Figure 2.

Classical mechanism and structural basis of E3 ubiquitin ligases. (A) The ubiquitin-proteasome system. A ubiquitin-activating enzyme (E1) mediates the activation of the carboxyl-terminal glycine residue of ubiquitin in an ATP-dependent manner. To format the thiolester linkage, the activated ubiquitin is then transferred to E1 followed by the transfer of ubiquitin to a thiolester of a ubiquitin-conjugating enzyme (E2). Ubiquitin protein ligase (E3) confers substrate specificity by recognizing the target proteins and mediating the conjugation of ubiquitin molecules to a lysine residue on the targeted protein via an iso-peptide bond.
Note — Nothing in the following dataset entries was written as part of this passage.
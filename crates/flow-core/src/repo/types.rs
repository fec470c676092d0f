//! Estado reconstruido de un run (`WorkflowRun`).
//!
//! El repositorio aplica un replay lineal: consume los eventos en orden y
//! actualiza el snapshot. Nunca se persiste el snapshot por separado, así que
//! el estado y la traza no pueden divergir.
use std::fmt;

use serde::{Deserialize, Serialize};
use uuid::Uuid;

use crate::environment::EnvironmentConfig;
use crate::event::{RunEvent, RunEventKind};
use crate::step::StepResult;

#[derive(Debug, Clone, Copy, PartialEq, Eq, Serialize, Deserialize)]
#[serde(rename_all = "snake_case")]
pub enum RunStatus {
    Pending,
    Running,
    AwaitingApproval,
    Succeeded,
    Failed,
}

impl RunStatus {
    pub fn is_terminal(&self) -> bool {
        matches!(self, RunStatus::Succeeded | RunStatus::Failed)
    }

    pub fn as_str(&self) -> &'static str {
        match self {
            RunStatus::Pending => "pending",
            RunStatus::Running => "running",
            RunStatus::AwaitingApproval => "awaiting_approval",
            RunStatus::Succeeded => "succeeded",
            RunStatus::Failed => "failed",
        }
    }
}

/// Motivo por el que un run terminó en `failed`.
#[derive(Debug, Clone, PartialEq, Eq, Serialize, Deserialize)]
#[serde(tag = "reason", rename_all = "snake_case")]
pub enum FailureReason {
    StepExecutionFailed { step_id: String, error: String },
    ApprovalRejected { step_id: String },
    ApprovalTimeout { step_id: String },
    Cancelled,
}

impl fmt::Display for FailureReason {
    fn fmt(&self, f: &mut fmt::Formatter<'_>) -> fmt::Result {
        match self {
            FailureReason::StepExecutionFailed { step_id, error } => {
                write!(f, "StepExecutionFailed: step '{step_id}': {error}")
            }
            FailureReason::ApprovalRejected { step_id } => write!(f, "ApprovalRejected: step '{step_id}'"),
            FailureReason::ApprovalTimeout { step_id } => write!(f, "ApprovalTimeout: step '{step_id}'"),
            FailureReason::Cancelled => f.write_str("Cancelled"),
        }
    }
}

/// Snapshot de un run. `results[i]` corresponde a `step_ids[i]`.
#[derive(Debug, Clone, PartialEq, Serialize, Deserialize)]
pub struct WorkflowRun {
    pub run_id: Uuid,
    pub workflow: String,
    pub environment: Option<EnvironmentConfig>,
    pub step_ids: Vec<String>,
    pub results: Vec<StepResult>,
    pub overall_status: RunStatus,
    pub current_step_id: Option<String>,
    pub failure: Option<FailureReason>,
    pub cancel_requested: bool,
    /// Traza legible y ordenada de todo lo ocurrido.
    pub trace: Vec<String>,
}

impl WorkflowRun {
    pub fn is_terminal(&self) -> bool {
        self.overall_status.is_terminal()
    }

    /// Código de salida del interfaz de trigger: 0 éxito, 1 fallo.
    pub fn exit_code(&self) -> u8 {
        match self.overall_status {
            RunStatus::Succeeded => 0,
            _ => 1,
        }
    }

    pub fn result_for(&self, step_id: &str) -> Option<&StepResult> {
        self.results.iter().find(|r| r.step_id == step_id)
    }

    /// Informe multilínea (resultado final + resumen por step) para logs y
    /// notificaciones.
    pub fn report(&self) -> String {
        let env = self.environment.as_ref().map(|e| e.name.as_str()).unwrap_or("?");
        let mut lines = vec![format!("run {} ({} @ {}): {}",
                                     self.run_id,
                                     self.workflow,
                                     env,
                                     self.overall_status.as_str())];
        for (i, r) in self.results.iter().enumerate() {
            lines.push(format!("  {}. {}", i + 1, r.summary()));
        }
        if let Some(reason) = &self.failure {
            lines.push(format!("  reason: {reason}"));
        }
        lines.join("\n")
    }
}

/// Trait para reconstruir (`replay`) el estado de un run a partir de eventos.
pub trait RunRepository: Send + Sync {
    fn load(&self, run_id: Uuid, events: &[RunEvent]) -> WorkflowRun;
}

#[derive(Debug, Default, Clone, Copy)]
pub struct InMemoryRunRepository;

impl InMemoryRunRepository {
    pub fn new() -> Self {
        Self
    }
}

impl RunRepository for InMemoryRunRepository {
    fn load(&self, run_id: Uuid, events: &[RunEvent]) -> WorkflowRun {
        let mut run = WorkflowRun { run_id,
                                    workflow: String::new(),
                                    environment: None,
                                    step_ids: Vec::new(),
                                    results: Vec::new(),
                                    overall_status: RunStatus::Pending,
                                    current_step_id: None,
                                    failure: None,
                                    cancel_requested: false,
                                    trace: Vec::with_capacity(events.len()) };
        for ev in events {
            // Los estados terminales son finales: lo que llegue después (una
            // cancelación que perdió la carrera con el final) no cuenta.
            if run.overall_status.is_terminal() {
                break;
            }
            run.trace.push(ev.describe());
            match &ev.kind {
                RunEventKind::RunInitialized { workflow,
                                               environment,
                                               step_ids,
                                               .. } => {
                    run.workflow = workflow.clone();
                    run.environment = Some(environment.clone());
                    run.step_ids = step_ids.clone();
                }
                RunEventKind::RunStarted => run.overall_status = RunStatus::Running,
                RunEventKind::StepStarted { step_id, .. } => {
                    run.current_step_id = Some(step_id.clone());
                }
                RunEventKind::RetryScheduled { .. } => {}
                RunEventKind::StepCompleted { result, .. } => run.results.push(result.clone()),
                RunEventKind::ApprovalRequested { step_id, .. } => {
                    run.overall_status = RunStatus::AwaitingApproval;
                    run.current_step_id = Some(step_id.clone());
                }
                RunEventKind::ApprovalResolved { outcome, .. } => {
                    if matches!(outcome, crate::gate::GateOutcome::Approved) {
                        run.overall_status = RunStatus::Running;
                    }
                }
                RunEventKind::CancellationRequested => run.cancel_requested = true,
                RunEventKind::RunSucceeded => {
                    run.overall_status = RunStatus::Succeeded;
                    run.current_step_id = None;
                    // Llegó tarde: el engine ya había pasado la última frontera.
                    run.cancel_requested = false;
                }
                RunEventKind::RunFailed { reason } => {
                    run.overall_status = RunStatus::Failed;
                    run.failure = Some(reason.clone());
                }
            }
        }
        run
    }
}

#[cfg(test)]
mod tests {
    use super::*;
    use crate::environment::ResourceTier;
    use crate::event::{EventStore, InMemoryEventStore};
    use crate::gate::GateOutcome;
    use chrono::Utc;

    #[test]
    fn replay_tracks_awaiting_approval_and_rejection() {
        let store = InMemoryEventStore::new();
        let run_id = Uuid::new_v4();
        let env = EnvironmentConfig::new("prod", "awx-prod", 3, ResourceTier::Large, true);
        store.append_kind(run_id,
                          RunEventKind::RunInitialized { engine_version: "test".into(),
                                                         workflow: "deploy".into(),
                                                         environment: env,
                                                         step_ids: vec!["plan".into(), "apply".into()] });
        store.append_kind(run_id, RunEventKind::RunStarted);
        store.append_kind(run_id,
                          RunEventKind::StepCompleted { step_index: 0,
                                                        result: StepResult::success("plan", "ok".into(), Utc::now()) });
        store.append_kind(run_id,
                          RunEventKind::ApprovalRequested { step_index: 1,
                                                            step_id: "apply".into() });

        let repo = InMemoryRunRepository::new();
        let snap = repo.load(run_id, &store.list(run_id));
        assert_eq!(snap.overall_status, RunStatus::AwaitingApproval);
        assert_eq!(snap.current_step_id.as_deref(), Some("apply"));
        assert_eq!(snap.results.len(), 1);

        store.append_kind(run_id,
                          RunEventKind::ApprovalResolved { step_index: 1,
                                                           step_id: "apply".into(),
                                                           outcome: GateOutcome::Rejected });
        store.append_kind(run_id,
                          RunEventKind::RunFailed { reason: FailureReason::ApprovalRejected { step_id: "apply".into() } });
        let snap = repo.load(run_id, &store.list(run_id));
        assert_eq!(snap.overall_status, RunStatus::Failed);
        assert!(snap.is_terminal());
        assert_eq!(snap.exit_code(), 1);
        assert_eq!(snap.trace.len(), 6);
        assert!(snap.report().contains("ApprovalRejected"));
    }

    #[test]
    fn late_cancellation_does_not_touch_a_finished_run() {
        let store = InMemoryEventStore::new();
        let run_id = Uuid::new_v4();
        let env = EnvironmentConfig::new("dev", "awx-dev", 1, ResourceTier::Small, false);
        store.append_kind(run_id,
                          RunEventKind::RunInitialized { engine_version: "test".into(),
                                                         workflow: "deploy".into(),
                                                         environment: env,
                                                         step_ids: vec!["apply".into()] });
        store.append_kind(run_id, RunEventKind::RunStarted);
        store.append_kind(run_id,
                          RunEventKind::StepCompleted { step_index: 0,
                                                        result: StepResult::success("apply", "ok".into(), Utc::now()) });
        store.append_kind(run_id, RunEventKind::RunSucceeded);
        store.append_kind(run_id, RunEventKind::CancellationRequested);

        let repo = InMemoryRunRepository::new();
        let snap = repo.load(run_id, &store.list(run_id));
        assert_eq!(snap.overall_status, RunStatus::Succeeded);
        assert!(!snap.cancel_requested);
        assert_eq!(snap.trace.len(), 4);
    }

    #[test]
    fn cancellation_recorded_before_success_is_cleared() {
        let store = InMemoryEventStore::new();
        let run_id = Uuid::new_v4();
        store.append_kind(run_id, RunEventKind::RunStarted);
        store.append_kind(run_id, RunEventKind::CancellationRequested);
        store.append_kind(run_id, RunEventKind::RunSucceeded);

        let snap = InMemoryRunRepository::new().load(run_id, &store.list(run_id));
        assert_eq!(snap.overall_status, RunStatus::Succeeded);
        assert!(!snap.cancel_requested);
    }
}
Polyubiquitinated substrate recognized by 26S proteasome for degradation. (B) Classification of breast cancer metastasis–related ubiquitin E3 ubiquitin ligases based on a structural basis. The canonical E3s are classified into two canonical types: HECT and RING. HECT E3s contains HECT domains which consist of a E2-interacting N-lobe and a catalytic Cys residue containing C-lobe involved in ubiquitin transfer. RING-type E3s mediate the direct transfer of ubiquitin from E2 to substrate, including single RING-finger- type E3s, RING-like (Ubox)-type E3s, and multi-subunit RING-finger-type E3s. The Cullin-RING ubiquitin ligase (CRL) family is composed of a multi-unit. Each type of E3s or members of E3 complexes has been summarized and listed below the schematic diagram of the relevant category.